Drew doesn’t stagnate and wait for ideas and opportunities to come to him. He’s always seeking, always searching for the next best idea or project to immerse his whole self into in an effort to take it to the next level.
“It’s freakin awesome out there,” Drew exclaimed. “There is so much out there to do and if you go out and try it you might come up with something golden.”
“I just got up and did it,” he said with determination. “Be your own boss, go out there, start a project and be awesome with it. Just freakin’ rock and knock it out of the park.”
Confident and poised, he delves deeper into his work ethic and hunger for more, and very simply explains the importance of initiative.
“I like to go forward and I like to kick ass.”
As he tells a story, about his favorite story, his eyes light up and he cracks a smile. His blue faded stocking cap moves as he crinkles his forehead and raises his eyebrows with every expression change. His mood heightens as the story goes on. He sits up in his chair, and with such enthusiasm, he tells the story. Laughing at his favorite parts, he brings it to the present and makes it feel as if it were happening right now.

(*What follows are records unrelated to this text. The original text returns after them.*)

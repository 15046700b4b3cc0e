//! Shared fixtures for integration tests

#![allow(dead_code)]

use async_trait::async_trait;
use graph_store::core::types::{EdgeRecord, EventRecord, Fields};
use graph_store::graph::{ChannelQueue, EventEmitter, EventQueue, GraphService};
use graph_store::storage::{GraphStorage, MemStore, PageCursors, SqliteStore, StorageError, StorageResult};
use graph_store::SchemaRegistry;
use serde_json::Value;
use std::sync::atomic::{AtomicBool, Ordering};
use std::sync::Arc;
use tempfile::TempDir;

pub const GRAPH: &str = include_str!("../fixtures/graph.json");

#[derive(Debug, Clone, Copy)]
pub enum Backend {
    Memory,
    Sqlite,
}

pub const BACKENDS: [Backend; 2] = [Backend::Memory, Backend::Sqlite];

pub struct Harness {
    pub service: Arc<GraphService>,
    pub events: flume::Receiver<Value>,
    _dir: Option<TempDir>,
}

pub fn registry() -> Arc<SchemaRegistry> {
    Arc::new(SchemaRegistry::from_json_str(GRAPH).unwrap())
}

async fn storage(backend: Backend) -> (Arc<dyn GraphStorage>, Option<TempDir>) {
    match backend {
        Backend::Memory => {
            let store: Arc<dyn GraphStorage> = Arc::new(MemStore::new());
            (store, None)
        }
        Backend::Sqlite => {
            let dir = tempfile::tempdir().unwrap();
            let store: Arc<dyn GraphStorage> = Arc::new(SqliteStore::open(dir.path().join("graph.db")).unwrap());
            (store, Some(dir))
        }
    }
}

/// Service with a channel queue whose receiver is exposed as `events`
pub async fn harness(backend: Backend) -> Harness {
    let (storage, dir) = storage(backend).await;
    let queue = Arc::new(ChannelQueue::new("graph-events", 0));
    let events = queue.subscribe();
    let service = GraphService::new(registry(), storage, EventEmitter::with_queue(queue));
    service.init().await.unwrap();
    service.check().await.unwrap();

    Harness {
        service: Arc::new(service),
        events,
        _dir: dir,
    }
}

/// Service over a [`FailingStorage`] wrapping the chosen backend
pub async fn failing_harness(backend: Backend) -> (Harness, Arc<FailingStorage>) {
    let (inner, dir) = storage(backend).await;
    let failing = Arc::new(FailingStorage::new(inner));
    let queue = Arc::new(ChannelQueue::new("graph-events", 0));
    let events = queue.subscribe();
    let service = GraphService::new(registry(), failing.clone(), EventEmitter::with_queue(queue));
    service.init().await.unwrap();

    let harness = Harness {
        service: Arc::new(service),
        events,
        _dir: dir,
    };
    (harness, failing)
}

/// Service publishing to an arbitrary queue
pub async fn harness_with_queue(backend: Backend, queue: Arc<dyn EventQueue>) -> Harness {
    let (storage, dir) = storage(backend).await;
    let service = GraphService::new(registry(), storage, EventEmitter::with_queue(queue));
    service.init().await.unwrap();

    Harness {
        service: Arc::new(service),
        events: flume::unbounded().1,
        _dir: dir,
    }
}

impl Harness {
    /// Events published so far, oldest first
    pub fn drain_events(&self) -> Vec<Value> {
        self.events.drain().collect()
    }

    pub async fn create_user(&self, email: &str) -> Fields {
        self.create_user_result(email).await.unwrap()
    }

    pub async fn create_user_result(&self, email: &str) -> graph_store::Result<Fields> {
        let input = fields(serde_json::json!({
            "object_type": "user",
            "email": email,
            "name": "Test User",
        }));
        self.service.create_object(input, Some("tester")).await
    }
}

pub fn fields(value: Value) -> Fields {
    match value {
        Value::Object(map) => map,
        other => panic!("expected object, got {}", other),
    }
}

pub fn id_of(doc: &Fields) -> String {
    doc["id"].as_str().unwrap().to_string()
}

/// Backend wrapper whose object writes and key releases can be switched to fail
pub struct FailingStorage {
    inner: Arc<dyn GraphStorage>,
    pub fail_writes: AtomicBool,
    pub fail_release: AtomicBool,
}

impl FailingStorage {
    pub fn new(inner: Arc<dyn GraphStorage>) -> Self {
        Self {
            inner,
            fail_writes: AtomicBool::new(false),
            fail_release: AtomicBool::new(false),
        }
    }

    pub fn set_fail_writes(&self, fail: bool) {
        self.fail_writes.store(fail, Ordering::SeqCst);
    }

    pub fn set_fail_release(&self, fail: bool) {
        self.fail_release.store(fail, Ordering::SeqCst);
    }

    fn write_failure(&self, what: &str) -> StorageResult<()> {
        if self.fail_writes.load(Ordering::SeqCst) {
            return Err(StorageError::Task(format!("{} rejected", what)));
        }
        Ok(())
    }
}

#[async_trait]
impl GraphStorage for FailingStorage {
    async fn init(&self) -> StorageResult<()> {
        self.inner.init().await
    }

    async fn check_db(&self) -> StorageResult<()> {
        self.inner.check_db().await
    }

    async fn get_object(&self, id: &str) -> StorageResult<Option<Fields>> {
        self.inner.get_object(id).await
    }

    async fn create_object(&self, doc: &Fields) -> StorageResult<()> {
        self.write_failure("create_object")?;
        self.inner.create_object(doc).await
    }

    async fn update_object(&self, id: &str, delta: &Fields, delete_fields: &[String]) -> StorageResult<()> {
        self.write_failure("update_object")?;
        self.inner.update_object(id, delta, delete_fields).await
    }

    async fn delete_object(&self, id: &str) -> StorageResult<()> {
        self.inner.delete_object(id).await
    }

    async fn get_edge(&self, src: &str, name: &str, dst: &str) -> StorageResult<Option<EdgeRecord>> {
        self.inner.get_edge(src, name, dst).await
    }

    async fn create_edge(&self, edge: &EdgeRecord) -> StorageResult<()> {
        self.inner.create_edge(edge).await
    }

    async fn delete_edge(&self, src: &str, name: &str, dst: &str) -> StorageResult<()> {
        self.inner.delete_edge(src, name, dst).await
    }

    async fn get_edges(&self, src: &str, name: &str, count: usize, after: Option<&str>) -> StorageResult<Vec<String>> {
        self.inner.get_edges(src, name, count, after).await
    }

    async fn get_edge_count(&self, src: &str, name: &str) -> StorageResult<u64> {
        self.inner.get_edge_count(src, name).await
    }

    fn first_and_last_params(&self, page: &[String], after: Option<&str>) -> PageCursors {
        self.inner.first_and_last_params(page, after)
    }

    async fn save_event(&self, event: &EventRecord) -> StorageResult<()> {
        self.inner.save_event(event).await
    }

    async fn get_event(&self, id: &str) -> StorageResult<Option<EventRecord>> {
        self.inner.get_event(id).await
    }

    async fn add_unique(&self, key: &str) -> StorageResult<()> {
        self.inner.add_unique(key).await
    }

    async fn remove_unique(&self, key: &str) -> StorageResult<()> {
        if self.fail_release.load(Ordering::SeqCst) {
            return Err(StorageError::Task(format!("remove_unique '{}' rejected", key)));
        }
        self.inner.remove_unique(key).await
    }
}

“You go into this club and it’s packed, like packed to the brim,” Drew said with emphasis. “I was like, this is going to be awesome, there’s going to be some awesome rocker out on stage with a guitar or something like that. I got in there and it’s these groups of, I’m going to say, misfit people. Its people you never would expect, but they’re in these rock outfits and they’re about to play air guitar. I’m thinking to myself this is the coolest thing I’ve ever seen,” he continues with eagerness. “The energy in this place is just awesome. They go out on stage and they just rock they’re freakin hearts out. Everyone was relating to those moments in the theater, and I wanted to capture that.”
“I tell people that it doesn’t have to be a huge movie star or something grandiose that you’re filming, it could be the smallest thing that gives you the most joy,” Drew explains plainly. “Witnessing that was pretty awesome.”
Drew readies his gear and begins his work capturing the “hours of moments.” He composes the shot. The continuous interval of the shutter releasing over and over again, thousands of times, is music to his ears. Life goes on around him as if he were a statue. As he is approached by admirers, curious individuals and the occasional “hater,” it would take nothing less than a car crash move him from his place. Even when a confrontation occurs between him and a non-camera friendly group of chess players, he does not falter. “This is great,” he says. They press and yell and wave their hands in dismay. He does not move. For it’s a public place, it’s his right to capture this area’s spirit, its way of life. Each place has a story, a living breathing essence. Drew Geraci feels it’s his responsibility to share it to the world in his own, distinctive way.